Three Strategies to Motivate Your Sales Team to Take Ownership

In my previous article, “Think Like an Entrepreneur,” I outlined the benefits that result when salespeople think and act like owners of the business they represent.  One of my readers commented that “it is easier said than done to get salespeople (or employees in general) to act like owners.” I completely agree with my reader; however, my reply was that I know it’s not easy, but it is still the goal. As I continued to reflect on his comment, I thought about what can be done to reach such a goal.

Why is it so important to have a salesperson think like they own the company? Because without that mentality, an individual may become nothing more than a paycheck collector – never achieving real success.

So, what is the answer? Here are three strategies to consider:

  1. Align Interests
  2. Increase Financial Transparency
  3. Use Moral Suasion

First, if a company wants their sales team to perform like owners, they must make sure that the monetary incentives are aligned with the interests of their salespeople.

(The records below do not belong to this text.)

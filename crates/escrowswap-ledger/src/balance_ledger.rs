//! Balance ledger.
//!
//! Tracks per-(owner, token) spendable balances. All mutations are atomic:
//! either the full operation succeeds or the ledger is unchanged.

use std::collections::HashMap;

use escrowswap_types::{
    AccountId, Amount, BalanceEntry, EscrowswapError, Result, SwapEvent, TokenId,
};

use crate::custody::TokenCustody;
use crate::supply_conservation::SupplyConservation;

/// The authoritative record of each owner's spendable balance per token.
///
/// Funds escrowed by active orders are not part of any balance here; the
/// order book debits them at creation and credits them back on close.
#[derive(Debug, Default)]
pub struct BalanceLedger {
    /// Per-(owner, token) balances. Absent means zero.
    balances: HashMap<(AccountId, TokenId), Amount>,
    /// Deposit / withdrawal totals.
    supply: SupplyConservation,
}

impl BalanceLedger {
    /// Create a new empty ledger.
    #[must_use]
    pub fn new() -> Self {
        Self::default()
    }

    /// Pull `amount` of `token` from `owner` into custody, then credit it.
    ///
    /// The custody pull happens first; if it fails nothing is credited.
    ///
    /// # Errors
    /// - `InvalidAmount` if `amount` is zero
    /// - `BalanceOverflow` if the credit could not be represented
    /// - `TransferFailed` if custody refuses the pull
    pub fn deposit<C: TokenCustody + ?Sized>(
        &mut self,
        custody: &mut C,
        owner: AccountId,
        token: &TokenId,
        amount: Amount,
    ) -> Result<SwapEvent> {
        if amount == 0 {
            return Err(EscrowswapError::InvalidAmount);
        }
        self.check_credit(owner, token, amount)?;

        custody
            .transfer_in(token, &owner, amount)
            .map_err(|err| {
                tracing::warn!(
                    owner = %owner,
                    token = %token,
                    amount,
                    error = %err,
                    "Deposit pull rejected by custody"
                );
                EscrowswapError::TransferFailed {
                    token: token.clone(),
                    reason: err.to_string(),
                }
            })?;

        self.credit(owner, token, amount)?;
        self.supply.record_deposit(token, amount);

        tracing::info!(owner = %owner, token = %token, amount, "Tokens deposited");
        Ok(SwapEvent::TokensDeposited {
            owner,
            token: token.clone(),
            amount,
        })
    }

    /// Debit `amount` of `token` from `owner`, then push it out of custody.
    ///
    /// The balance is reduced before custody is called, so custody never
    /// observes a balance that still includes the funds in flight. If the
    /// push fails the debit is reverted.
    ///
    /// # Errors
    /// - `InvalidAmount` if `amount` is zero
    /// - `InsufficientBalance` if `amount` exceeds the balance
    /// - `TransferFailed` if custody refuses the push
    pub fn withdraw<C: TokenCustody + ?Sized>(
        &mut self,
        custody: &mut C,
        owner: AccountId,
        token: &TokenId,
        amount: Amount,
    ) -> Result<SwapEvent> {
        if amount == 0 {
            return Err(EscrowswapError::InvalidAmount);
        }
        self.debit(owner, token, amount)?;

        if let Err(err) = custody.transfer_out(token, &owner, amount) {
            tracing::warn!(
                owner = %owner,
                token = %token,
                amount,
                error = %err,
                "Withdrawal push rejected by custody, restoring balance"
            );
            // Re-crediting what was just debited cannot overflow.
            self.credit(owner, token, amount)?;
            return Err(EscrowswapError::TransferFailed {
                token: token.clone(),
                reason: err.to_string(),
            });
        }

        self.supply.record_withdrawal(token, amount);

        tracing::info!(owner = %owner, token = %token, amount, "Tokens withdrawn");
        Ok(SwapEvent::TokensWithdrawn {
            owner,
            token: token.clone(),
            amount,
        })
    }

    /// Spendable balance of `owner` in `token`. Zero if never funded.
    #[must_use]
    pub fn balance_of(&self, owner: AccountId, token: &TokenId) -> Amount {
        self.balances
            .get(&(owner, token.clone()))
            .copied()
            .unwrap_or(0)
    }

    /// Internal credit. Does not touch custody.
    ///
    /// Only for moving balances that already exist in the ledger, such as
    /// order escrow returning to a seller or a swap leg. Crediting without a
    /// matching debit creates unbacked balance, which [`verify_supply`]
    /// reports as a `SupplyInvariantViolation`.
    ///
    /// [`verify_supply`]: Self::verify_supply
    ///
    /// # Errors
    /// Returns `BalanceOverflow` if the new balance would not fit.
    pub fn credit(&mut self, owner: AccountId, token: &TokenId, amount: Amount) -> Result<()> {
        let entry = self.balances.entry((owner, token.clone())).or_default();
        *entry = entry
            .checked_add(amount)
            .ok_or(EscrowswapError::BalanceOverflow)?;
        tracing::debug!(owner = %owner, token = %token, amount, "Ledger credit");
        Ok(())
    }

    /// Internal debit. Does not touch custody.
    ///
    /// Pair with a [`credit`](Self::credit) or an escrow record, otherwise
    /// the debited amount leaves the ledger without a withdrawal.
    ///
    /// # Errors
    /// Returns `InsufficientBalance` if `amount` exceeds the balance.
    pub fn debit(&mut self, owner: AccountId, token: &TokenId, amount: Amount) -> Result<()> {
        self.check_debit(owner, token, amount)?;
        if let Some(entry) = self.balances.get_mut(&(owner, token.clone())) {
            *entry -= amount;
            if *entry == 0 {
                self.balances.remove(&(owner, token.clone()));
            }
        }
        tracing::debug!(owner = %owner, token = %token, amount, "Ledger debit");
        Ok(())
    }

    /// Whether [`debit`](Self::debit) would succeed, without mutating.
    ///
    /// # Errors
    /// Returns `InsufficientBalance` if `amount` exceeds the balance.
    pub fn check_debit(&self, owner: AccountId, token: &TokenId, amount: Amount) -> Result<()> {
        let available = self.balance_of(owner, token);
        if available < amount {
            return Err(EscrowswapError::InsufficientBalance {
                needed: amount,
                available,
            });
        }
        Ok(())
    }

    /// Whether [`credit`](Self::credit) would succeed, without mutating.
    ///
    /// # Errors
    /// Returns `BalanceOverflow` if the new balance would not fit.
    pub fn check_credit(&self, owner: AccountId, token: &TokenId, amount: Amount) -> Result<()> {
        self.balance_of(owner, token)
            .checked_add(amount)
            .map(|_| ())
            .ok_or(EscrowswapError::BalanceOverflow)
    }

    /// Sum of all owners' spendable balances of `token`.
    #[must_use]
    pub fn total_held(&self, token: &TokenId) -> Amount {
        self.balances
            .iter()
            .filter(|((_, t), _)| t == token)
            .map(|(_, amount)| *amount)
            .fold(0, Amount::saturating_add)
    }

    /// All non-zero balances of `owner`, sorted by token.
    #[must_use]
    pub fn balances_of(&self, owner: AccountId) -> Vec<BalanceEntry> {
        let mut entries: Vec<BalanceEntry> = self
            .balances
            .iter()
            .filter(|((o, _), _)| *o == owner)
            .map(|((o, t), amount)| BalanceEntry {
                owner: *o,
                token: t.clone(),
                amount: *amount,
            })
            .collect();
        entries.sort_by(|a, b| a.token.cmp(&b.token));
        entries
    }

    /// Deposit / withdrawal totals.
    #[must_use]
    pub fn supply(&self) -> &SupplyConservation {
        &self.supply
    }

    /// Verify conservation for `token`, given the amount currently held in
    /// escrow by active orders.
    ///
    /// # Errors
    /// Returns `SupplyInvariantViolation` if funds were created or destroyed.
    pub fn verify_supply(&self, token: &TokenId, escrowed: Amount) -> Result<()> {
        let actual = self.total_held(token).saturating_add(escrowed);
        self.supply.verify(token, actual)
    }
}
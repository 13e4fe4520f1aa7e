//! Order types for the EscrowSwap order book.
//!
//! An order is a standing offer to swap a fixed `amount_sell` of one token
//! for a fixed `amount_buy` of another. It is filled whole or not at all.
//!
//! ## State Machine
//!
//! ```text
//!   ┌────────┐  fulfill   ┌───────────┐
//!   │ ACTIVE ├───────────▶│ FULFILLED │
//!   └───┬────┘            └───────────┘
//!       │ cancel
//!       ▼
//!   ┌───────────┐
//!   │ CANCELLED │
//!   └───────────┘
//! ```

use chrono::{DateTime, Utc};
use serde::{Deserialize, Serialize};

use crate::{AccountId, Amount, EscrowswapError, OrderId, Result, TokenId};

/// Lifecycle status of an order.
///
/// Transitions are **monotonic**: both terminal states are reachable only
/// from `Active`, and nothing re-enters `Active`.
#[derive(Debug, Clone, Copy, PartialEq, Eq, Hash, Serialize, Deserialize)]
pub enum OrderStatus {
    /// Escrow is held; the order can be fulfilled or cancelled.
    Active,
    /// A buyer paid `amount_buy` and received the escrow.
    Fulfilled,
    /// The seller withdrew the offer; escrow returned.
    Cancelled,
}

impl OrderStatus {
    /// Can this order transition to the given target status?
    #[must_use]
    pub fn can_transition_to(&self, target: Self) -> bool {
        matches!((self, target), (Self::Active, Self::Fulfilled | Self::Cancelled))
    }
}

impl std::fmt::Display for OrderStatus {
    fn fmt(&self, f: &mut std::fmt::Formatter<'_>) -> std::fmt::Result {
        match self {
            Self::Active => write!(f, "ACTIVE"),
            Self::Fulfilled => write!(f, "FULFILLED"),
            Self::Cancelled => write!(f, "CANCELLED"),
        }
    }
}

/// The economic terms of an order, as submitted by the seller.
#[derive(Debug, Clone, PartialEq, Eq, Serialize, Deserialize)]
pub struct OrderTerms {
    pub token_sell: TokenId,
    pub amount_sell: Amount,
    pub token_buy: TokenId,
    pub amount_buy: Amount,
}

impl OrderTerms {
    #[must_use]
    pub fn new(
        token_sell: impl Into<TokenId>,
        amount_sell: Amount,
        token_buy: impl Into<TokenId>,
        amount_buy: Amount,
    ) -> Self {
        Self {
            token_sell: token_sell.into(),
            amount_sell,
            token_buy: token_buy.into(),
            amount_buy,
        }
    }

    /// Both legs must move a positive amount.
    ///
    /// # Errors
    /// Returns `InvalidAmount` if either amount is zero.
    pub fn validate(&self) -> Result<()> {
        if self.amount_sell == 0 || self.amount_buy == 0 {
            return Err(EscrowswapError::InvalidAmount);
        }
        Ok(())
    }
}

/// A recorded order.
#[derive(Debug, Clone, PartialEq, Eq, Serialize, Deserialize)]
pub struct Order {
    pub id: OrderId,
    pub seller: AccountId,
    pub token_sell: TokenId,
    /// Held in escrow by the book while the order is active.
    pub amount_sell: Amount,
    pub token_buy: TokenId,
    pub amount_buy: Amount,
    pub status: OrderStatus,
    /// Set when the order is fulfilled.
    pub buyer: Option<AccountId>,
    pub created_at: DateTime<Utc>,
    pub closed_at: Option<DateTime<Utc>>,
}

impl Order {
    /// Build a fresh active order from its terms.
    #[must_use]
    pub fn open(id: OrderId, seller: AccountId, terms: OrderTerms) -> Self {
        Self {
            id,
            seller,
            token_sell: terms.token_sell,
            amount_sell: terms.amount_sell,
            token_buy: terms.token_buy,
            amount_buy: terms.amount_buy,
            status: OrderStatus::Active,
            buyer: None,
            created_at: Utc::now(),
            closed_at: None,
        }
    }

    #[must_use]
    pub fn is_active(&self) -> bool {
        self.status == OrderStatus::Active
    }

    /// Mark the order as fulfilled by `buyer`.
    ///
    /// # Errors
    /// Returns `OrderNotActive` if the order already left `Active`.
    pub fn mark_fulfilled(&mut self, buyer: AccountId) -> Result<()> {
        self.transition(OrderStatus::Fulfilled)?;
        self.buyer = Some(buyer);
        Ok(())
    }

    /// Mark the order as cancelled.
    ///
    /// # Errors
    /// Returns `OrderNotActive` if the order already left `Active`.
    pub fn mark_cancelled(&mut self) -> Result<()> {
        self.transition(OrderStatus::Cancelled)
    }

    fn transition(&mut self, target: OrderStatus) -> Result<()> {
        if !self.status.can_transition_to(target) {
            return Err(EscrowswapError::OrderNotActive {
                id: self.id,
                status: self.status,
            });
        }
        self.status = target;
        self.closed_at = Some(Utc::now());
        Ok(())
    }
}

/// Test helpers.
#[cfg(any(test, feature = "test-helpers"))]
impl Order {
    pub fn dummy(id: u64, seller: AccountId) -> Self {
        Self::open(
            OrderId(id),
            seller,
            OrderTerms::new("WRZ", 50, "VGD", 25),
        )
    }
}
//! # escrowswap-types
//!
//! Shared types, errors, and configuration for the **EscrowSwap** ledger.
//!
//! This crate is the leaf dependency of the workspace; every other crate
//! depends on it. It defines:
//!
//! - **Identifiers**: [`AccountId`], [`TokenId`], [`OrderId`]
//! - **Balance model**: [`Amount`], [`BalanceEntry`]
//! - **Order model**: [`Order`], [`OrderTerms`], [`OrderStatus`]
//! - **Event model**: [`SwapEvent`]
//! - **Configuration**: [`EngineConfig`], [`SelfTradePolicy`]
//! - **Errors**: [`EscrowswapError`] with `ES_ERR_` prefix codes
//! - **Constants**: system-wide defaults

pub mod balance;
pub mod config;
pub mod constants;
pub mod error;
pub mod event;
pub mod ids;
pub mod order;

// Re-export all primary types at crate root for ergonomic imports:
//   use escrowswap_types::{Order, OrderId, SwapEvent, ...};

pub use balance::*;
pub use config::*;
pub use error::*;
pub use event::*;
pub use ids::*;
pub use order::*;

// Constants are accessed via `escrowswap_types::constants::FOO`
// (not re-exported to avoid name collisions).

I recently reviewed the speech, “The Psychology of Human Misjudgment” by Charlie Munger, (Warren Buffet’s partner at Berkshire Hathaway) which was delivered to Harvard Business School in 1995. In that speech, Charlie tells of an example of properly aligned incentives. It was the case of Federal Express. As you know, their original model involved funneling all packages through one central location in Memphis, Tennessee every day. Yes, every package from everywhere in the United States arrived at the Federal Express central location and was re-routed to the final delivery destination. When they first implemented this model, it was failing because they could not get the packages in their central terminal moved from one place to another fast enough to meet their overnight deadlines. An innovative employee proposed the idea that instead of paying the package pickers by the hour, FedEx should pay per package picked and moved. Suddenly, the pickers hit the timelines, and the packages were re-routed on time to meet overnight delivery deadlines, and FedEx has experienced ongoing success.

What is the main take away from the FedEx narrative and how does this apply to our subject? It is the power of properly aligned incentives. Regardless of the industry or what is being sold, aligning interests is a must in any sales organization. Someone within the business needs to analyze all aspects of the sales process and see what incentives will keep the sales team not only engaged but focused on achieving the desired results. The compensation package must be perfected until the right combination of financial motivation is created to accomplish the most productivity.

The second way to get your sales team take ownership is to share financial information. The more your salespeople thoroughly understand the balance sheet and income statement of the business, the more they are going to think and act like owners. This cannot be a cursory review or a one-time occurrence. Owners or managers must take time on a regular basis to review the most recent financial information of the business with the salesperson. Interestingly, I have had conversations with salespeople throughout the years, and very few of them had ever seen or were familiar with the financials of the business they represent. How can anyone think like an owner if he does not understand how his company makes money? He can’t. However, if the salesperson understands his or her role in generating the income that funds the company and creates profits for the owners, it will have a profound change in their thinking. In most cases, it will contribute to them taking ownership, when otherwise they may not have.

The third approach to help a sales team think like an owner is to employ moral suasion, if possible. The absolute power of this approach should never be underestimated. Moral suasion can be defined as having a moral or altruistic reason to do a job. Some industries lend themselves to this approach more than others. If someone sells yachts or exotic sports cars, it is next to impossible to have a moral reason to motivate a salesperson to sell these products. However, if you sell life insurance to protect families, it is much easier. Another example would be someone who sells equipment for firefighters or paramedics to use when saving lives.

A striking example of an employee performing a job for moral reasons under outrageously difficult circumstances can be taken from the annals of history.  Like the previous example on incentives, it does not involve sales, but it shows how far an employee would go to complete their job for moral reasons when no other reason would keep them motivated. During the construction of the Panama Canal in the late 1800s, one of the lead engineers was Jules Dingler, from Paris, France. He suffered the highest personal losses to do his job. According to historical records, Dingler relocated his family to Panama so they could be together as he headed up the construction efforts on the canal. Soon, yellow fever struck his family. First, his daughter, Louise, died in January 1884, followed by his son, Jules, and shortly after that his son-in-law. Why did Dingler continue to work on the Panama Canal? It appears one of the reasons was pride of country. He did not want to let his fellow countrymen down, and he was concerned about damaging the reputation of his countrymen as leading engineers in the world. The ordeal of Dingler was not over. His wife contracted yellow fever and died in January 1885. He finally returned to Paris after the death of his wife. This extreme example shows the power of moral suasion, especially if the moral reasons are genuine and to Dingler his motives were legitimate. You can see the power of moral suasion, and if appropriate, it makes sense to use it as motivation with your sales team.

Help your sales team to take ownership by 1) aligning monetary incentives, 2) explaining their role as it relates to the financial health of the business, and 3) by providing moral reasons to serve your customers.  Don’t give up on the goal of having your sales team think and act like owners. When your sales team adopts this mental attitude, they will find innovative ways to get the job done.